Comparative cryopreservation of avian spermatozoa: Benefits of non-permeating osmoprotectants and ATP on turkey and crane sperm cryosurvival

A comparative approach was used to evaluate the cryosurvival of turkey and crane sperm frozen in a dimethylacetamide (DMA) cryodiluent supplemented with osmoprotectants and ATP. A range (6-26%) of DMA concentrations was used alone or in combination with ATP (30, 60 or 118 mM) or one of the following osmoprotectants: (1) sucrose (turkey, 8.0%; crane, 5.0%); (2) 5.0% sucrose and 5.0% trehalose; or (3) betaine hydrochloride (0.1, 0.2 or 0.4 mM).
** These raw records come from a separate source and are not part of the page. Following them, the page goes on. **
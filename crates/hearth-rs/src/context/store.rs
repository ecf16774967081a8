//! Persistent item storage seam.
//!
//! The store is the source of truth for a thread: an ordered, append-only
//! list of [`Item`]s. The context pipeline never writes back to it.

use std::collections::HashMap;
use std::future::Future;
use std::pin::Pin;

use tokio::sync::RwLock;

use crate::Item;

/// Boxed future returned by [`ItemStore`] methods.
pub type StoreFuture<'a, T> = Pin<Box<dyn Future<Output = Result<T, StoreError>> + Send + 'a>>;

#[derive(Debug, thiserror::Error)]
pub enum StoreError {
    #[error("item store unavailable: {0}")]
    Unavailable(String),
    #[error("item store error: {0}")]
    Backend(String),
}

/// Append-only item storage keyed by thread id.
pub trait ItemStore: Send + Sync {
    fn append_item<'a>(&'a self, thread_id: &'a str, item: Item) -> StoreFuture<'a, ()>;

    /// All items of a thread, oldest first. Unknown threads are empty.
    fn list_items<'a>(&'a self, thread_id: &'a str) -> StoreFuture<'a, Vec<Item>>;
}

/// Process-local store for tests and single-node deployments.
#[derive(Default)]
pub struct InMemoryItemStore {
    threads: RwLock<HashMap<String, Vec<Item>>>,
}

impl InMemoryItemStore {
    pub fn new() -> Self {
        Self::default()
    }

    /// Number of threads with at least one item.
    pub async fn thread_count(&self) -> usize {
        self.threads.read().await.len()
    }
}

impl ItemStore for InMemoryItemStore {
    fn append_item<'a>(&'a self, thread_id: &'a str, item: Item) -> StoreFuture<'a, ()> {
        Box::pin(async move {
            self.threads
                .write()
                .await
                .entry(thread_id.to_string())
                .or_default()
                .push(item);
            Ok(())
        })
    }

    fn list_items<'a>(&'a self, thread_id: &'a str) -> StoreFuture<'a, Vec<Item>> {
        Box::pin(async move {
            Ok(self
                .threads
                .read()
                .await
                .get(thread_id)
                .cloned()
                .unwrap_or_default())
        })
    }
}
The viability of thawed sperm was assessed using the nigrosin-eosin stain and sperm motility was determined using the hanging-drop technique. For semen frozen only with DMA, post-thaw sperm motility was greatest (P < 0.05) for the 6.0%, 10.0% and 18% concentrations, regardless of species. Turkey sperm frozen with the sucrose/trehalose combination had greater (P < 0.05) post-thaw motility for all DMA treatments compared to DMA alone. The lowest concentration of the osmoprotectant betaine hydrochloride substantially improved turkey sperm viability post-thaw in all treatments compared to DMA alone (P < 0.05). The post-thaw motility of crane sperm was improved (P < 0.05) with a combination of 18.0%, 24.0% or 26.0% DMA and 30 mM ATP. Moreover, in the presence of osmoprotectants, crane sperm motility decreased as the osmoprotectant concentration increased. The lowest concentration of ATP also improved crane sperm viability post-thaw, especially for DMA concentrations 18% or greater. The combination of sucrose and trehalose improved (P < 0.05) crane sperm viability only with 6% and 10% DMA. These data affirm that there are avian-specific differences in sperm survival after cryopreservation and suggest that post-thaw survival can be enhanced by including species-based osmoprotectant/ATP combinations in a cryodiluent where DMA is the cryoprotectant.